[[ Records for this task, beginning ]]

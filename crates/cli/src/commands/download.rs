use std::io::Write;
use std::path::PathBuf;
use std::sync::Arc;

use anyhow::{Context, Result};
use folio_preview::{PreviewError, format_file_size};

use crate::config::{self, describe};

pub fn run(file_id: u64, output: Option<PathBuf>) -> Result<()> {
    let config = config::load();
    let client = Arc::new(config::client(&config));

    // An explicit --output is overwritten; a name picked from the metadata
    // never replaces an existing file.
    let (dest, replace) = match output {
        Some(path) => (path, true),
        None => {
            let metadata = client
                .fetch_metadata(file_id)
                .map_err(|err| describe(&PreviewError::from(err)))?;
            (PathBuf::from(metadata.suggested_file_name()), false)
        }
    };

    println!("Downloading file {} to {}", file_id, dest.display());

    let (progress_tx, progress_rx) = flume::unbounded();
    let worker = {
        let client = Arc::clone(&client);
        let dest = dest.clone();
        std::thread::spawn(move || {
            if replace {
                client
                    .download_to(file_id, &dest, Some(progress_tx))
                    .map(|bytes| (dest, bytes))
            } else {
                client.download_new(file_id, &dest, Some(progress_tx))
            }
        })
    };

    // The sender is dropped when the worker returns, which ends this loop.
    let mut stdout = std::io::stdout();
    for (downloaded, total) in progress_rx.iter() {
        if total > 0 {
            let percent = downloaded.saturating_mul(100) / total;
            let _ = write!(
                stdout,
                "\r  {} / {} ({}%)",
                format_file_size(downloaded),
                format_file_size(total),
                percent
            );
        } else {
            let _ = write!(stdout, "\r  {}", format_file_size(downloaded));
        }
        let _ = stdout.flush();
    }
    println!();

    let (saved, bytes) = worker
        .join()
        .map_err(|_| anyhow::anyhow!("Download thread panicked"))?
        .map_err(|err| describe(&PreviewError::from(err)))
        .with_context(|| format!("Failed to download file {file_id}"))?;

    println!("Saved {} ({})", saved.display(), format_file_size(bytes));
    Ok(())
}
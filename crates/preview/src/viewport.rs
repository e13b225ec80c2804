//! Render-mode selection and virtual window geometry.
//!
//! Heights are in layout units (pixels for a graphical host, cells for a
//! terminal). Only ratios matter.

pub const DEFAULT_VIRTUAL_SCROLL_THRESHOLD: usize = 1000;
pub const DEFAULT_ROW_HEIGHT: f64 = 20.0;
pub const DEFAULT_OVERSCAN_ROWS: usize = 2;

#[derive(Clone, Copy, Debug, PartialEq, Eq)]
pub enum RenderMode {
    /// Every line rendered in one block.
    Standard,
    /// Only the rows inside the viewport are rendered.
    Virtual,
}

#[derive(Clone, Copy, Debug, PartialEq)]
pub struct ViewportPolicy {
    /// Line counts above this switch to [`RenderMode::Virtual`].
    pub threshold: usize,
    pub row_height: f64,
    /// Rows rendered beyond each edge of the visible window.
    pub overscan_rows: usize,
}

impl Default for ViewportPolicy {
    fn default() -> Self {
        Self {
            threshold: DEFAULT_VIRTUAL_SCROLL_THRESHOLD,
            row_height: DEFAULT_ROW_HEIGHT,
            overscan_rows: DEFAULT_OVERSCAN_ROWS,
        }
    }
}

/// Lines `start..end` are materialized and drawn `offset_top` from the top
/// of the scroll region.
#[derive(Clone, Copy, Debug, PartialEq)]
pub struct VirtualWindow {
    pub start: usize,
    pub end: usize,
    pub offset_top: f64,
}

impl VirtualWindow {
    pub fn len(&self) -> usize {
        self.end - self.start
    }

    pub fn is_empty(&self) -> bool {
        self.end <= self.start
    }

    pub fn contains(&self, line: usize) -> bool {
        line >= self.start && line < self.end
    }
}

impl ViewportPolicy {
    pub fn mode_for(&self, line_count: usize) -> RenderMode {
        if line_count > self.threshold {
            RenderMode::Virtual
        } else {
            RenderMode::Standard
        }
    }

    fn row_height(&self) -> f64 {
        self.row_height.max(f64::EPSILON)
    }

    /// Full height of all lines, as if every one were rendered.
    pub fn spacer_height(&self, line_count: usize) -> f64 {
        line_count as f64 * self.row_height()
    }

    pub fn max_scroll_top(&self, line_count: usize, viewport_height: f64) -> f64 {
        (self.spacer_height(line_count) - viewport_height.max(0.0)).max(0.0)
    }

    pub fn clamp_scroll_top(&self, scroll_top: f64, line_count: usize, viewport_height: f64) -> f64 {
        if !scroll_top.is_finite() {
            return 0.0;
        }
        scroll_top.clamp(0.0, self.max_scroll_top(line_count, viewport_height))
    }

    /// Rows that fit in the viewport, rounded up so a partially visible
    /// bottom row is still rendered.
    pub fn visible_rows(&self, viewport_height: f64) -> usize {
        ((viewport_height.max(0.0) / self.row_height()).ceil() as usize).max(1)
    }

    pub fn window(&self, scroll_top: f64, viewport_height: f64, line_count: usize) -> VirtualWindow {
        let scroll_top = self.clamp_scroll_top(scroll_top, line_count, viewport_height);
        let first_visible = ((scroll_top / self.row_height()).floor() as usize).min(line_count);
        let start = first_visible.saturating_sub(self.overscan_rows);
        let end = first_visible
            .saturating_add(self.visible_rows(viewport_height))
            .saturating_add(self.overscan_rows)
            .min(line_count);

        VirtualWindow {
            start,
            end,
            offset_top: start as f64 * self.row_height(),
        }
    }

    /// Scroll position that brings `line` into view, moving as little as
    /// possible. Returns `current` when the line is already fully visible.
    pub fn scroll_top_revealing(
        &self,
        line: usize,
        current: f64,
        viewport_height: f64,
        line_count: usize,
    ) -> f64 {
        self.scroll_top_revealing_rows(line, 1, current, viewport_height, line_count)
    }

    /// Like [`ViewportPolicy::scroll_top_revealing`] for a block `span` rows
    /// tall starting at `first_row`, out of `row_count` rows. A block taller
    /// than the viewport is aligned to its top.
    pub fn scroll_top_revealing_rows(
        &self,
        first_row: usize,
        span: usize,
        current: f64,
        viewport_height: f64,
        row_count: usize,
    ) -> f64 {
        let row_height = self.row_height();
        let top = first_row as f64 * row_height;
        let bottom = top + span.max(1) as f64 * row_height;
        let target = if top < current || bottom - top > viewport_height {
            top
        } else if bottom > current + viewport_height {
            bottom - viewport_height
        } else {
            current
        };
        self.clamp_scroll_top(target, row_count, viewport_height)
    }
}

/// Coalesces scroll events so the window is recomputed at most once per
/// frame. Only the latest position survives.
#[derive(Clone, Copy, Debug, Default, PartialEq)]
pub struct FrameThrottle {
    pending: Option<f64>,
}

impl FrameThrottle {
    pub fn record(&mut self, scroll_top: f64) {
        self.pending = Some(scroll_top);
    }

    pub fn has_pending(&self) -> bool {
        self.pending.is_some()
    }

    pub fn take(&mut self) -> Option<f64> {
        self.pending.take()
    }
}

[[ Records for this task, end ]]

Problem to work on:
When you find a line in the records that contains the word "Only", copy it.

Result:
//! terminal). Only ratios matter.
    /// Only the rows inside the viewport are rendered.
/// frame. Only the latest position survives.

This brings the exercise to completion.